Introduction

In modern containerized environments, centralized logging is essential for monitoring, troubleshooting, and maintaining application reliability. Kubernetes workloads generate logs across multiple pods and nodes, which makes log management challenging if logs remain distributed.

To solve this, organizations often use the ELK Stack (Elasticsearch, Logstash, and Kibana) for centralized logging and observability.

In this guide, we will configure Filebeat as a DaemonSet in Kubernetes to collect container logs from every node and forward them to an external Logstash server. Logstash processes these logs and stores them in Elasticsearch, while Kibana provides a powerful interface to search, analyze, and visualize logs.

By the end of this setup, Kubernetes logs will be centralised and searchable through Kibana.

Architecture

Kubernetes Pods

Filebeat (DaemonSet)

Logstash (ELK Server)

Elasticsearch

Kibana

  • Filebeat collects logs from Kubernetes nodes.
  • Logstash processes and formats logs.
  • Elasticsearch stores logs as searchable indices.
  • Kibana provides visualisation and search capabilities.

File Structure (Kubernetes)

filebeat/
├── filebeat.yaml
├── filebeat-config.yaml
├── filebeat-daemonset.yaml
├── filebeat-clusterrole.yaml
├── filebeat-clusterrolebinding.yaml
└── filebeat-serviceaccount.yaml

Each file is responsible for configuring Filebeat permissions, configuration, and deployment in Kubernetes.

Step-by-Step Installation

1. Create Namespace

First, create a dedicated namespace for monitoring components.

kubectl create namespace monitoring

Verify the namespace:

kubectl get ns

2. Apply Filebeat YAML Files

kubectl apply -f filebeat-serviceaccount.yaml -n monitoring
kubectl apply -f filebeat-clusterrole.yaml
kubectl apply -f filebeat-clusterrolebinding.yaml
kubectl apply -f filebeat-config.yaml -n monitoring
kubectl apply -f filebeat-daemonset.yaml -n monitoring

Verify the namespace:

kubectl get pods -n monitoring

3. Verify Filebeat Configuration

kubectl exec -n monitoring <filebeat-pod-name> -- cat /usr/share/filebeat/filebeat.yml

Example:

output.logstash:
hosts: [":5046"]

This confirms that Filebeat will forward logs to the external Logstash server.

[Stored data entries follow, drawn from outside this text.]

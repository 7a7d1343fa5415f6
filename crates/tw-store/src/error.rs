//! Error types for the save store.

use std::path::PathBuf;

use thiserror::Error;

/// Result type for store operations.
pub type StoreResult<T> = Result<T, StoreError>;

/// Errors that can occur while saving, loading, or listing sessions.
#[derive(Debug, Error)]
pub enum StoreError {
    /// A save name was empty or whitespace.
    #[error("save name must not be empty")]
    EmptyName,

    /// The named save does not exist.
    #[error("no save named \"{0}\"")]
    NotFound(String),

    /// The save has no version marker; it predates versioned saves or is
    /// not a save directory at all.
    #[error("save \"{0}\" has no version marker (save may be too old)")]
    VersionMissing(String),

    /// The save was written by an incompatible version.
    #[error("incompatible save version: found {found}, want {expected}")]
    VersionMismatch {
        /// Version string found in the marker document.
        found: String,
        /// Version string this build supports.
        expected: String,
    },

    /// A document failed to serialize or deserialize.
    #[error("malformed save document {path}: {source}")]
    Document {
        /// Path of the offending document.
        path: PathBuf,
        /// The underlying YAML error.
        #[source]
        source: serde_yaml::Error,
    },

    /// Filesystem failure.
    #[error("save I/O failed at {path}: {source}")]
    Io {
        /// Path involved in the failed operation.
        path: PathBuf,
        /// The underlying I/O error.
        #[source]
        source: std::io::Error,
    },
}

4. Configure Logstash on ELK Server

On the ELK server, create a Logstash pipeline configuration.

cd /etc/logstash/conf.d
vi kubernetes.conf

Example Logstash configuration:

input {
  beats {
    port => 5046
  }
}

filter {
  if [kubernetes][container][name] {
    mutate {
      add_field => {
        "index_name" => "k8s-%{[kubernetes][container][name]}-%{+YYYY.MM.dd}"
      }
    }
  }
}

output {
  elasticsearch {
    hosts => ["http://localhost:9200"]
    index => "%{index_name}"
  }
}

This configuration:

  • Accepts logs from Filebeat
  • Adds a dynamic index name based on container name
  • Stores logs in Elasticsearch

5. Restart Logstash

After updating the configuration, restart Logstash.

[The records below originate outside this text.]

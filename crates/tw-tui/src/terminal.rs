//! Terminal setup, teardown, and the main event loop.

use std::io;

use anyhow::Context;
use crossterm::execute;
use crossterm::terminal::{
    EnterAlternateScreen, LeaveAlternateScreen, disable_raw_mode, enable_raw_mode,
};
use ratatui::prelude::*;
use tokio::sync::mpsc::UnboundedReceiver;

use crate::app::App;
use crate::event::AppEvent;
use crate::ui;

/// Run the controller loop until the app asks to quit.
///
/// Raw mode and the alternate screen are torn down before returning,
/// on success and failure alike.
pub async fn run(mut app: App, mut rx: UnboundedReceiver<AppEvent>) -> anyhow::Result<()> {
    enable_raw_mode().context("enabling raw mode")?;
    let mut stdout = io::stdout();
    execute!(stdout, EnterAlternateScreen).context("entering alternate screen")?;

    let backend = CrosstermBackend::new(stdout);
    let mut terminal = Terminal::new(backend).context("creating terminal")?;

    let result = run_loop(&mut terminal, &mut app, &mut rx).await;

    disable_raw_mode().ok();
    execute!(terminal.backend_mut(), LeaveAlternateScreen).ok();
    terminal.show_cursor().ok();

    result
}

/// Main event loop: draw, wait for one event, drain any backlog, repeat.
async fn run_loop(
    terminal: &mut Terminal<CrosstermBackend<io::Stdout>>,
    app: &mut App,
    rx: &mut UnboundedReceiver<AppEvent>,
) -> anyhow::Result<()> {
    loop {
        terminal
            .draw(|frame| ui::draw(frame, app))
            .context("drawing frame")?;

        if app.should_quit {
            return Ok(());
        }

        let Some(event) = rx.recv().await else {
            return Ok(());
        };
        app.handle_event(event);

        // Coalesce whatever is already queued into one redraw.
        while !app.should_quit {
            match rx.try_recv() {
                Ok(event) => app.handle_event(event),
                Err(_) => break,
            }
        }
    }
}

systemctl restart logstash

Check service status:

systemctl status logstash

Monitor logs:

tail -f /var/log/logstash/logstash-plain.log

6. Verify Indices in Elasticsearch

Confirm that Elasticsearch is receiving logs.

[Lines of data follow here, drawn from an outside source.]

//! Prompt rendering for world generation, turn resolution, and history
//! summarization.
//!
//! Every mapping rendered here comes out of a `BTreeMap`, so prompt text is
//! deterministic for a given session.

use tw_model::{GameSession, GameState, HistoryEntry};

/// Hint sentinel asking the model to invent an unconstrained theme.
pub const RANDOM_HINT: &str = "random";

/// Render the world-generation prompt for `hint`.
pub fn generate_world(hint: &str) -> String {
    let mut out = String::from(
        "You are the game master for a single-player text adventure. \
         Invent a world for the player to explore.\n\n",
    );

    if hint == RANDOM_HINT {
        out.push_str("Pick any theme you like. Surprise the player.\n\n");
    } else {
        out.push_str(&format!(
            "The player gave this theme hint: \"{hint}\". Honor it.\n\n"
        ));
    }

    out.push_str(
        "Reply with a single YAML document and nothing else, shaped exactly \
         like this:\n\n\
         world:\n\
         \x20 title: <evocative title>\n\
         \x20 short_name: <short lowercase identifier, hyphens for spaces>\n\
         \x20 description: |\n\
         \x20   <a few paragraphs introducing the world and the player's situation>\n\
         \x20 possibilities:\n\
         \x20   - <a kind of action the player can take here>\n\
         \x20 state_schema: <one sentence describing what the state fields track>\n\
         \x20 stat_display_names:\n\
         \x20   <stat key>: <human-readable display name>\n\
         \x20 stat_polarity:\n\
         \x20   <stat key>: good or bad (good means a higher value is better)\n\
         \x20 win_conditions: <how the player wins>\n\
         \x20 lose_conditions: <how the player loses>\n\
         initial_location:\n\
         \x20 name: <name of the starting location>\n\
         \x20 description: <what the player finds there>\n\
         \x20 people: [<anyone present>]\n\
         \x20 objects: [<anything notable>]\n\
         state:\n\
         \x20 inventory: [<starting items>]\n\
         \x20 stats:\n\
         \x20   <stat key>: <string value>\n\
         \x20 current_location: <must equal the initial location's name>\n\
         \x20 health: <string value>\n\
         \x20 progress: <string value>\n\n\
         Use YAML literal block style (|) for any multi-line prose. In prose, \
         mark salient nouns with **bold** and put spoken dialogue in \
         \"double quotes\". Do not wrap the document in a code fence.\n",
    );

    out
}

/// Render the turn-resolution prompt for `action` against `session`.
pub fn turn(session: &GameSession, action: &str) -> String {
    let mut out = String::from(
        "You are the game master for a text adventure. Resolve the player's \
         action against the world and state below.\n\n",
    );

    out.push_str("WORLD:\n");
    out.push_str(&session.world.description);
    out.push_str("\n\n");

    out.push_str("WIN CONDITIONS (guide the story toward or away from these; \
                  never reveal them to the player verbatim):\n");
    out.push_str(&session.world.win_conditions);
    out.push('\n');
    out.push_str("LOSE CONDITIONS (same rule; never reveal verbatim):\n");
    out.push_str(&session.world.lose_conditions);
    out.push_str("\n\n");

    out.push_str("KNOWN LOCATIONS:\n");
    out.push_str(&known_locations(session));
    out.push('\n');

    out.push_str("CURRENT STATE:\n");
    out.push_str(&current_state(&session.state));
    out.push('\n');

    out.push_str("HISTORY:\n");
    out.push_str(&history(session));
    out.push('\n');

    out.push_str("PLAYER ACTION:\n");
    out.push_str(action);
    out.push_str("\n\n");

    out.push_str(
        "Narrate what happens, then return the complete updated state. Reply \
         with a single YAML document and nothing else:\n\n\
         outcome: |\n\
         \x20 <narration of the outcome; **bold** salient nouns, \"double quotes\" for dialogue>\n\
         status: PLAYING, WON or LOST\n\
         discovered_location:   # only when the action reveals a new or changed location\n\
         \x20 name: <location name>\n\
         \x20 description: <what is there>\n\
         \x20 people: [<anyone present>]\n\
         \x20 objects: [<anything notable>]\n\
         explanations:          # optional, human-readable state-change notes\n\
         \x20 - <explanation>\n\
         changes:               # optional, changed stat key to short description\n\
         \x20 <stat key>: <what changed>\n\
         state:\n\
         \x20 <the complete replacement state, same shape as CURRENT STATE's source>\n\n\
         The state you return replaces the old state wholesale: carry forward \
         every field that did not change.\n",
    );

    out
}

/// Render the summarization prompt: the existing summary plus the entries
/// being folded into it.
pub fn summarize(summary: &str, folded: &[HistoryEntry]) -> String {
    let mut out = String::from(
        "You maintain the running summary of a text adventure's story so \
         far.\n\nCURRENT SUMMARY:\n",
    );
    if summary.is_empty() {
        out.push_str("(none yet)\n");
    } else {
        out.push_str(summary);
        out.push('\n');
    }

    out.push_str("\nNEW EVENTS:\n");
    for entry in folded {
        out.push_str(&format!("Action: {}\n", entry.player_action));
        out.push_str(&format!("Outcome: {}\n", entry.outcome));
    }

    out.push_str(
        "\nFold the new events into the summary, keeping every detail that \
         could matter later. Reply with the updated summary as plain prose \
         only — no headings, no YAML, no commentary.\n",
    );

    out
}

fn known_locations(session: &GameSession) -> String {
    if session.locations.is_empty() {
        return "(none yet)\n".to_string();
    }
    let mut out = String::new();
    for (name, loc) in &session.locations {
        out.push_str(&format!(
            "- {name}: {} (People: {}; Objects: {})\n",
            loc.description,
            join_or_none(&loc.people),
            join_or_none(&loc.objects),
        ));
    }
    out
}

fn current_state(state: &GameState) -> String {
    let mut out = String::new();
    out.push_str(&format!("Location: {}\n", state.current_location));
    out.push_str(&format!("Health: {}\n", state.health));
    out.push_str(&format!("Progress: {}\n", state.progress));
    out.push_str(&format!("Inventory: {}\n", join_or_none(&state.inventory)));
    if !state.stats.is_empty() {
        out.push_str("Stats:\n");
        for (key, value) in &state.stats {
            out.push_str(&format!("  {key}: {value}\n"));
        }
    }
    out
}

fn history(session: &GameSession) -> String {
    let hist = &session.history;
    if hist.summary.is_empty() && hist.entries.is_empty() {
        return "(the adventure is just beginning)\n".to_string();
    }

    let mut out = String::new();
    if !hist.summary.is_empty() {
        out.push_str(&format!("Summary of previous events: {}\n\n", hist.summary));
    }
    for entry in &hist.entries {
        out.push_str(&format!("Action: {}\n", entry.player_action));
        out.push_str(&format!("Outcome: {}\n", entry.outcome));
        out.push_str(&format!(
            "Status: {}\n",
            match entry.status {
                tw_model::TurnStatus::Playing => "PLAYING",
                tw_model::TurnStatus::Won => "WON",
                tw_model::TurnStatus::Lost => "LOST",
            }
        ));
        if !entry.changes.is_empty() {
            let pairs: Vec<String> = entry
                .changes
                .iter()
                .map(|(k, v)| format!("{k}: {v}"))
                .collect();
            out.push_str(&format!("Side effects: {}\n", pairs.join("; ")));
        }
        if !entry.inventory.is_empty() {
            out.push_str(&format!("Inventory: {}\n", entry.inventory.join(", ")));
        }
    }
    out
}

fn join_or_none(items: &[String]) -> String {
    if items.is_empty() {
        "none".to_string()
    } else {
        items.join(", ")
    }
}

curl -X GET "localhost:9200/_cat/indices?v"

Expected indices:

k8s-myapp-app-YYYY.MM.dd
k8s-myapp-app-YYYY.MM.dd

These indices represent logs from Kubernetes containers.

7. Kibana – Index Management

Login to Kibana.

Navigate to:

Stack Management → Index Management

Verify that Kubernetes application indices are visible

8 Create Index Pattern in Kibana

To view logs in Kibana, create an index pattern.

  1. Go to Stack Management → Index Patterns
  2. Click Create index pattern
  3. Enter the pattern:
    k8s-*
  4. Select time field:
    @timestamp
  5. Click Save

9 Verify Logs

Go to Discover in Kibana.

Select the newly created index pattern.

You can now filter logs by:

  • Namespace
  • Pod name
  • Container name

You should now see Kubernetes application logs flowing into Kibana.

Outcome

After completing this setup:

  • Kubernetes logs are centralized
  • Logs are automatically collected from all nodes
  • Logs are stored in Elasticsearch
  • Logs are searchable and visualized in Kibana

This provides improved observability and faster troubleshooting for Kubernetes workloads.

Important Notes

  • Filebeat runs as a DaemonSet, ensuring log collection from every node.
  • Logstash runs outside Kubernetes on the ELK server.
  • Indices are created dynamically using container name and date.
  • The setup supports scalable logging for production Kubernetes clusters.

Conclusion

Centralized logging is a critical component of operating Kubernetes in production. By integrating Filebeat, Logstash, Elasticsearch, and Kibana, you can efficiently collect, process, and analyze logs from distributed containers across your cluster.

This architecture ensures that logs are structured, searchable, and easily accessible, helping DevOps and SRE teams quickly identify issues, debug applications, and monitor system health.

Implementing this logging pipeline not only improves observability but also lays the foundation for advanced monitoring, alerting, and security analysis within your Kubernetes infrastructure.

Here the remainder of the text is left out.